● **Problem details**
Everything in the records below should be set down again, word for word.

● **Given entries**
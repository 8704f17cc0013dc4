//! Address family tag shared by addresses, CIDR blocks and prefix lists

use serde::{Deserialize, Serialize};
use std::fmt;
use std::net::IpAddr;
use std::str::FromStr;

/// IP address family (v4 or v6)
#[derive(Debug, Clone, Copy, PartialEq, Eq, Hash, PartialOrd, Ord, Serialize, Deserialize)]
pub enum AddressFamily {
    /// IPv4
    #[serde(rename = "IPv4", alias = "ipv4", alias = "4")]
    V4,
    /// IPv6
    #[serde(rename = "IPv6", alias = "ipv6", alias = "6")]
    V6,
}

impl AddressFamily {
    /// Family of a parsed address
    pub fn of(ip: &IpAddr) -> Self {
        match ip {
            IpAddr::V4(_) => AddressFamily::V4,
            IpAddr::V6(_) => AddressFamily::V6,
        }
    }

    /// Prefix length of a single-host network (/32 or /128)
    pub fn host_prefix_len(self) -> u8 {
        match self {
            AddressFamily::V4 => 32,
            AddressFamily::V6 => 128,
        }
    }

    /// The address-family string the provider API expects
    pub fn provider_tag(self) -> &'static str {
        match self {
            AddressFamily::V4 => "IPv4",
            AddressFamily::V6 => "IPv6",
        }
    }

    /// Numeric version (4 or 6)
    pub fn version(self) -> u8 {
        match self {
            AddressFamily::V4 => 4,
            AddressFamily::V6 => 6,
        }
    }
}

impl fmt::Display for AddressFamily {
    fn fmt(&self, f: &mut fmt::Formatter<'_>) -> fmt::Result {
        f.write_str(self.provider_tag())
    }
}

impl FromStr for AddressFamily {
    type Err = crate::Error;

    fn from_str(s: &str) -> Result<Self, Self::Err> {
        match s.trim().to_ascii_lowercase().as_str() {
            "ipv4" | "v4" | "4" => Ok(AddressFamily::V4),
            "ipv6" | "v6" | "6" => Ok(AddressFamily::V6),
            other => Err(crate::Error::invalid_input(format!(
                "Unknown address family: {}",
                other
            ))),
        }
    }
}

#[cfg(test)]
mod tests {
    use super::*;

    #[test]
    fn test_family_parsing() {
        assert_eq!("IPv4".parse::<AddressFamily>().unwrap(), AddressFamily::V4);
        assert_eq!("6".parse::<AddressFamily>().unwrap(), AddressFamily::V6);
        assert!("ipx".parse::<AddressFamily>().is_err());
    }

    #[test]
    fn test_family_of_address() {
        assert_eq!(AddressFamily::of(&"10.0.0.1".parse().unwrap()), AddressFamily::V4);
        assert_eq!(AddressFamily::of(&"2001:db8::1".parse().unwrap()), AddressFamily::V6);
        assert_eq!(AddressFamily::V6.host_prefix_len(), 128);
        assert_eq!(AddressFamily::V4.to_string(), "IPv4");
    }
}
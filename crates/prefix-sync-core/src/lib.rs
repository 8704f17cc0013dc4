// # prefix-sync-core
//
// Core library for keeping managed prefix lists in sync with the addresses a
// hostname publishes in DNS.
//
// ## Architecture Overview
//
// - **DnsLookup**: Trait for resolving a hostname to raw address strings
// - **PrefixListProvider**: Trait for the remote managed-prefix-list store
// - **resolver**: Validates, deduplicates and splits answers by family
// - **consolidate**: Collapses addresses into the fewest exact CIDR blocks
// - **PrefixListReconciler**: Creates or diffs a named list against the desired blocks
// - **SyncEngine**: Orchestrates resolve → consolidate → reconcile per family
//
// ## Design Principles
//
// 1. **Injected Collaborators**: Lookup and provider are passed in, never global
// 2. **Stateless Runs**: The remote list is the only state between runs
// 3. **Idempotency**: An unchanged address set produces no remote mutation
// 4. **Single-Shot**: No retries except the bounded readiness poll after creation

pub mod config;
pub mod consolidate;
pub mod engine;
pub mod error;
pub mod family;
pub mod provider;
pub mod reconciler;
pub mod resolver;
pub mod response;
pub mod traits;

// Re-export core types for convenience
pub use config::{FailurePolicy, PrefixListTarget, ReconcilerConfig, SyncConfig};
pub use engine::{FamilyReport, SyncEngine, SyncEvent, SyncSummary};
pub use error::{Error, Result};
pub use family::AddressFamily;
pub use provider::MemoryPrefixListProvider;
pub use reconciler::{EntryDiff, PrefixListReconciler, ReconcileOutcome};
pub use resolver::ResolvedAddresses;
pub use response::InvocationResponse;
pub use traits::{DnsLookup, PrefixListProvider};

● **Result**
repository 8704f17cc0013dc4
//! Address family tag shared by addresses, CIDR blocks and prefix lists

use serde::{Deserialize, Serialize};
use std::fmt;
use std::net::IpAddr;
use std::str::FromStr;

/// IP address family (v4 or v6)
#[derive(Debug, Clone, Copy, PartialEq, Eq, Hash, PartialOrd, Ord, Serialize, Deserialize)]
pub enum AddressFamily {
    /// IPv4
    #[serde(rename = "IPv4", alias = "ipv4", alias = "4")]
    V4,
    /// IPv6
    #[serde(rename = "IPv6", alias = "ipv6", alias = "6")]
    V6,
}

impl AddressFamily {
    /// Family of a parsed address
    pub fn of(ip: &IpAddr) -> Self {
        match ip {
            IpAddr::V4(_) => AddressFamily::V4,
            IpAddr::V6(_) => AddressFamily::V6,
        }
    }

    /// Prefix length of a single-host network (/32 or /128)
    pub fn host_prefix_len(self) -> u8 {
        match self {
            AddressFamily::V4 => 32,
            AddressFamily::V6 => 128,
        }
    }

    /// The address-family string the provider API expects
    pub fn provider_tag(self) -> &'static str {
        match self {
            AddressFamily::V4 => "IPv4",
            AddressFamily::V6 => "IPv6",
        }
    }

    /// Numeric version (4 or 6)
    pub fn version(self) -> u8 {
        match self {
            AddressFamily::V4 => 4,
            AddressFamily::V6 => 6,
        }
    }
}

impl fmt::Display for AddressFamily {
    fn fmt(&self, f: &mut fmt::Formatter<'_>) -> fmt::Result {
        f.write_str(self.provider_tag())
    }
}

impl FromStr for AddressFamily {
    type Err = crate::Error;

    fn from_str(s: &str) -> Result<Self, Self::Err> {
        match s.trim().to_ascii_lowercase().as_str() {
            "ipv4" | "v4" | "4" => Ok(AddressFamily::V4),
            "ipv6" | "v6" | "6" => Ok(AddressFamily::V6),
            other => Err(crate::Error::invalid_input(format!(
                "Unknown address family: {}",
                other
            ))),
        }
    }
}

#[cfg(test)]
mod tests {
    use super::*;

    #[test]
    fn test_family_parsing() {
        assert_eq!("IPv4".parse::<AddressFamily>().unwrap(), AddressFamily::V4);
        assert_eq!("6".parse::<AddressFamily>().unwrap(), AddressFamily::V6);
        assert!("ipx".parse::<AddressFamily>().is_err());
    }

    #[test]
    fn test_family_of_address() {
        assert_eq!(AddressFamily::of(&"10.0.0.1".parse().unwrap()), AddressFamily::V4);
        assert_eq!(AddressFamily::of(&"2001:db8::1".parse().unwrap()), AddressFamily::V6);
        assert_eq!(AddressFamily::V6.host_prefix_len(), 128);
        assert_eq!(AddressFamily::V4.to_string(), "IPv4");
    }
}
filename crates/prefix-sync-core/src/lib.rs
repository 8704f17cc0013dc4
// # prefix-sync-core
//
// Core library for keeping managed prefix lists in sync with the addresses a
// hostname publishes in DNS.
//
// ## Architecture Overview
//
// - **DnsLookup**: Trait for resolving a hostname to raw address strings
// - **PrefixListProvider**: Trait for the remote managed-prefix-list store
// - **resolver**: Validates, deduplicates and splits answers by family
// - **consolidate**: Collapses addresses into the fewest exact CIDR blocks
// - **PrefixListReconciler**: Creates or diffs a named list against the desired blocks
// - **SyncEngine**: Orchestrates resolve → consolidate → reconcile per family
//
// ## Design Principles
//
// 1. **Injected Collaborators**: Lookup and provider are passed in, never global
// 2. **Stateless Runs**: The remote list is the only state between runs
// 3. **Idempotency**: An unchanged address set produces no remote mutation
// 4. **Single-Shot**: No retries except the bounded readiness poll after creation

pub mod config;
pub mod consolidate;
pub mod engine;
pub mod error;
pub mod family;
pub mod provider;
pub mod reconciler;
pub mod resolver;
pub mod response;
pub mod traits;

// Re-export core types for convenience
pub use config::{FailurePolicy, PrefixListTarget, ReconcilerConfig, SyncConfig};
pub use engine::{FamilyReport, SyncEngine, SyncEvent, SyncSummary};
pub use error::{Error, Result};
pub use family::AddressFamily;
pub use provider::MemoryPrefixListProvider;
pub use reconciler::{EntryDiff, PrefixListReconciler, ReconcileOutcome};
pub use resolver::ResolvedAddresses;
pub use response::InvocationResponse;
pub use traits::{DnsLookup, PrefixListProvider};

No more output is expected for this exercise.